*Available data*:

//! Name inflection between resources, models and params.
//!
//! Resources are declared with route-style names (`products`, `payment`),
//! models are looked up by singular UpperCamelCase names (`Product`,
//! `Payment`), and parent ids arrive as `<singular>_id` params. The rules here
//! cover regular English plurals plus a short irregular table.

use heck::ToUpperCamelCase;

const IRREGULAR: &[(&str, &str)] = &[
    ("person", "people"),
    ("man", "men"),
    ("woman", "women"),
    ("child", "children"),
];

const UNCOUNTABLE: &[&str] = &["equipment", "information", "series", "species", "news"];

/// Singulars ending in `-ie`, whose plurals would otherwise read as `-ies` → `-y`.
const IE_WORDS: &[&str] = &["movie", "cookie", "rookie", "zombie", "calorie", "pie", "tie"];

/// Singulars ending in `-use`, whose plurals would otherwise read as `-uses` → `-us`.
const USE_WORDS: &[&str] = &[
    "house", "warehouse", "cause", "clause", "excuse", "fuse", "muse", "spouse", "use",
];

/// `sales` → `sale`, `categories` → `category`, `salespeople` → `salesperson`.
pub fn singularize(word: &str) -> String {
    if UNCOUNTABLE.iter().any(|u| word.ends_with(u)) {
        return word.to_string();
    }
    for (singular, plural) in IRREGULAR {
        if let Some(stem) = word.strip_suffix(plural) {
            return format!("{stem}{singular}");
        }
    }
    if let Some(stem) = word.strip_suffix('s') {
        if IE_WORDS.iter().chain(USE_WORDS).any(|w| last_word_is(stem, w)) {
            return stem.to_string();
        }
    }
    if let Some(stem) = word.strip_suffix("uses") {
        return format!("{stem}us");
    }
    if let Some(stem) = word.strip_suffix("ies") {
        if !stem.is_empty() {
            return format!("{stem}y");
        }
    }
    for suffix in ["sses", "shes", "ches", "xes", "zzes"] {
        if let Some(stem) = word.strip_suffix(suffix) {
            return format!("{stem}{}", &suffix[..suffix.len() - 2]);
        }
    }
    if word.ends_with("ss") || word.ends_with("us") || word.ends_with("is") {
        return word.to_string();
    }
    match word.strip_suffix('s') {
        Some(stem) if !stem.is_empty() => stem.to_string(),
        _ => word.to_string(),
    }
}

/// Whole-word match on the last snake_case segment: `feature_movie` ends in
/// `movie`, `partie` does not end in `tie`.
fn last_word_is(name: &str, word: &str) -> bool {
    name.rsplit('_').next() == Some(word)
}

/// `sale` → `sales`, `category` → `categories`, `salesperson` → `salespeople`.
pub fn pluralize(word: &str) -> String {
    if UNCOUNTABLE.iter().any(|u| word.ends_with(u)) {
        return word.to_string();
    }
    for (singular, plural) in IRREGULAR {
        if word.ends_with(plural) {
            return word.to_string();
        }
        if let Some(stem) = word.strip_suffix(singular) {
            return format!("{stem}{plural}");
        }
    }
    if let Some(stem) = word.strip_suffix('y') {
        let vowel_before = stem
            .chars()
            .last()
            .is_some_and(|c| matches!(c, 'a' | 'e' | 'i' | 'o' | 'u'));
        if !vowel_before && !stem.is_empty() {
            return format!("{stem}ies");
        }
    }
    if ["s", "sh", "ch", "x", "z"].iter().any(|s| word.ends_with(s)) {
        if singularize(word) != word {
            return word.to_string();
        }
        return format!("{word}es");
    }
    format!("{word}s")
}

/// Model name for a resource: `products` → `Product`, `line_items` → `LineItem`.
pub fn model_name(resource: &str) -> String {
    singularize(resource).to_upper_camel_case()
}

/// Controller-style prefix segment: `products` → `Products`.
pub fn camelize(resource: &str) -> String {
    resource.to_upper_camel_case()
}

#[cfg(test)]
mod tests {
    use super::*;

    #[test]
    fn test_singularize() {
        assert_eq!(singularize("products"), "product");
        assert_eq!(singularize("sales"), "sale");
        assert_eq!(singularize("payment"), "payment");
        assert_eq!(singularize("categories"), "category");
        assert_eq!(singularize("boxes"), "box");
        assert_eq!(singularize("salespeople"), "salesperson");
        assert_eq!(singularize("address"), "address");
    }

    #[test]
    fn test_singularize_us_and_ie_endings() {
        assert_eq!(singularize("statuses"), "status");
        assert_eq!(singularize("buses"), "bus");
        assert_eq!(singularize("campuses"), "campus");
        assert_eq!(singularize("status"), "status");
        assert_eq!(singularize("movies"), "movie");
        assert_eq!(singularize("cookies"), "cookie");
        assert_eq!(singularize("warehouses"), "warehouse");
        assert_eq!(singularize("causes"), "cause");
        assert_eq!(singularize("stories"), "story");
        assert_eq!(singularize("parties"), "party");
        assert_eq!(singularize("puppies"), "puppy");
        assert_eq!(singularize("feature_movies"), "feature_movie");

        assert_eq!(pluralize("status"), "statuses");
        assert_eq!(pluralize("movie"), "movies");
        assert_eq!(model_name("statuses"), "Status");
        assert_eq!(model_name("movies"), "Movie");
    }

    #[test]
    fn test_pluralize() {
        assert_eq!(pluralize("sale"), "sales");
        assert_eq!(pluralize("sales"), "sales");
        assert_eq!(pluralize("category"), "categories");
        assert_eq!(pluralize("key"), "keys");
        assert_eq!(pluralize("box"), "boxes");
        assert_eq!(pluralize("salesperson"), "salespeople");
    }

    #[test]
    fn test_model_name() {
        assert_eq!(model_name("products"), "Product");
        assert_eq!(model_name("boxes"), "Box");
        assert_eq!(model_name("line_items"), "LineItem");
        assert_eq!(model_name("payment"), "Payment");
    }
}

*Work request*:
Every line of the data above should be reproduced word for word.

*Written response*:
//! Name inflection between resources, models and params.
//!
//! Resources are declared with route-style names (`products`, `payment`),
//! models are looked up by singular UpperCamelCase names (`Product`,
//! `Payment`), and parent ids arrive as `<singular>_id` params. The rules here
//! cover regular English plurals plus a short irregular table.

use heck::ToUpperCamelCase;

const IRREGULAR: &[(&str, &str)] = &[
    ("person", "people"),
    ("man", "men"),
    ("woman", "women"),
    ("child", "children"),
];

const UNCOUNTABLE: &[&str] = &["equipment", "information", "series", "species", "news"];

/// Singulars ending in `-ie`, whose plurals would otherwise read as `-ies` → `-y`.
const IE_WORDS: &[&str] = &["movie", "cookie", "rookie", "zombie", "calorie", "pie", "tie"];

/// Singulars ending in `-use`, whose plurals would otherwise read as `-uses` → `-us`.
const USE_WORDS: &[&str] = &[
    "house", "warehouse", "cause", "clause", "excuse", "fuse", "muse", "spouse", "use",
];

/// `sales` → `sale`, `categories` → `category`, `salespeople` → `salesperson`.
pub fn singularize(word: &str) -> String {
    if UNCOUNTABLE.iter().any(|u| word.ends_with(u)) {
        return word.to_string();
    }
    for (singular, plural) in IRREGULAR {
        if let Some(stem) = word.strip_suffix(plural) {
            return format!("{stem}{singular}");
        }
    }
    if let Some(stem) = word.strip_suffix('s') {
        if IE_WORDS.iter().chain(USE_WORDS).any(|w| last_word_is(stem, w)) {
            return stem.to_string();
        }
    }
    if let Some(stem) = word.strip_suffix("uses") {
        return format!("{stem}us");
    }
    if let Some(stem) = word.strip_suffix("ies") {
        if !stem.is_empty() {
            return format!("{stem}y");
        }
    }
    for suffix in ["sses", "shes", "ches", "xes", "zzes"] {
        if let Some(stem) = word.strip_suffix(suffix) {
            return format!("{stem}{}", &suffix[..suffix.len() - 2]);
        }
    }
    if word.ends_with("ss") || word.ends_with("us") || word.ends_with("is") {
        return word.to_string();
    }
    match word.strip_suffix('s') {
        Some(stem) if !stem.is_empty() => stem.to_string(),
        _ => word.to_string(),
    }
}

/// Whole-word match on the last snake_case segment: `feature_movie` ends in
/// `movie`, `partie` does not end in `tie`.
fn last_word_is(name: &str, word: &str) -> bool {
    name.rsplit('_').next() == Some(word)
}

/// `sale` → `sales`, `category` → `categories`, `salesperson` → `salespeople`.
pub fn pluralize(word: &str) -> String {
    if UNCOUNTABLE.iter().any(|u| word.ends_with(u)) {
        return word.to_string();
    }
    for (singular, plural) in IRREGULAR {
        if word.ends_with(plural) {
            return word.to_string();
        }
        if let Some(stem) = word.strip_suffix(singular) {
            return format!("{stem}{plural}");
        }
    }
    if let Some(stem) = word.strip_suffix('y') {
        let vowel_before = stem
            .chars()
            .last()
            .is_some_and(|c| matches!(c, 'a' | 'e' | 'i' | 'o' | 'u'));
        if !vowel_before && !stem.is_empty() {
            return format!("{stem}ies");
        }
    }
    if ["s", "sh", "ch", "x", "z"].iter().any(|s| word.ends_with(s)) {
        if singularize(word) != word {
            return word.to_string();
        }
        return format!("{word}es");
    }
    format!("{word}s")
}

/// Model name for a resource: `products` → `Product`, `line_items` → `LineItem`.
pub fn model_name(resource: &str) -> String {
    singularize(resource).to_upper_camel_case()
}

/// Controller-style prefix segment: `products` → `Products`.
pub fn camelize(resource: &str) -> String {
    resource.to_upper_camel_case()
}

#[cfg(test)]
mod tests {
    use super::*;

    #[test]
    fn test_singularize() {
        assert_eq!(singularize("products"), "product");
        assert_eq!(singularize("sales"), "sale");
        assert_eq!(singularize("payment"), "payment");
        assert_eq!(singularize("categories"), "category");
        assert_eq!(singularize("boxes"), "box");
        assert_eq!(singularize("salespeople"), "salesperson");
        assert_eq!(singularize("address"), "address");
    }

    #[test]
    fn test_singularize_us_and_ie_endings() {
        assert_eq!(singularize("statuses"), "status");
        assert_eq!(singularize("buses"), "bus");
        assert_eq!(singularize("campuses"), "campus");
        assert_eq!(singularize("status"), "status");
        assert_eq!(singularize("movies"), "movie");
        assert_eq!(singularize("cookies"), "cookie");
        assert_eq!(singularize("warehouses"), "warehouse");
        assert_eq!(singularize("causes"), "cause");
        assert_eq!(singularize("stories"), "story");
        assert_eq!(singularize("parties"), "party");
        assert_eq!(singularize("puppies"), "puppy");
        assert_eq!(singularize("feature_movies"), "feature_movie");

        assert_eq!(pluralize("status"), "statuses");
        assert_eq!(pluralize("movie"), "movies");
        assert_eq!(model_name("statuses"), "Status");
        assert_eq!(model_name("movies"), "Movie");
    }

    #[test]
    fn test_pluralize() {
        assert_eq!(pluralize("sale"), "sales");
        assert_eq!(pluralize("sales"), "sales");
        assert_eq!(pluralize("category"), "categories");
        assert_eq!(pluralize("key"), "keys");
        assert_eq!(pluralize("box"), "boxes");
        assert_eq!(pluralize("salesperson"), "salespeople");
    }

    #[test]
    fn test_model_name() {
        assert_eq!(model_name("products"), "Product");
        assert_eq!(model_name("boxes"), "Box");
        assert_eq!(model_name("line_items"), "LineItem");
        assert_eq!(model_name("payment"), "Payment");
    }
}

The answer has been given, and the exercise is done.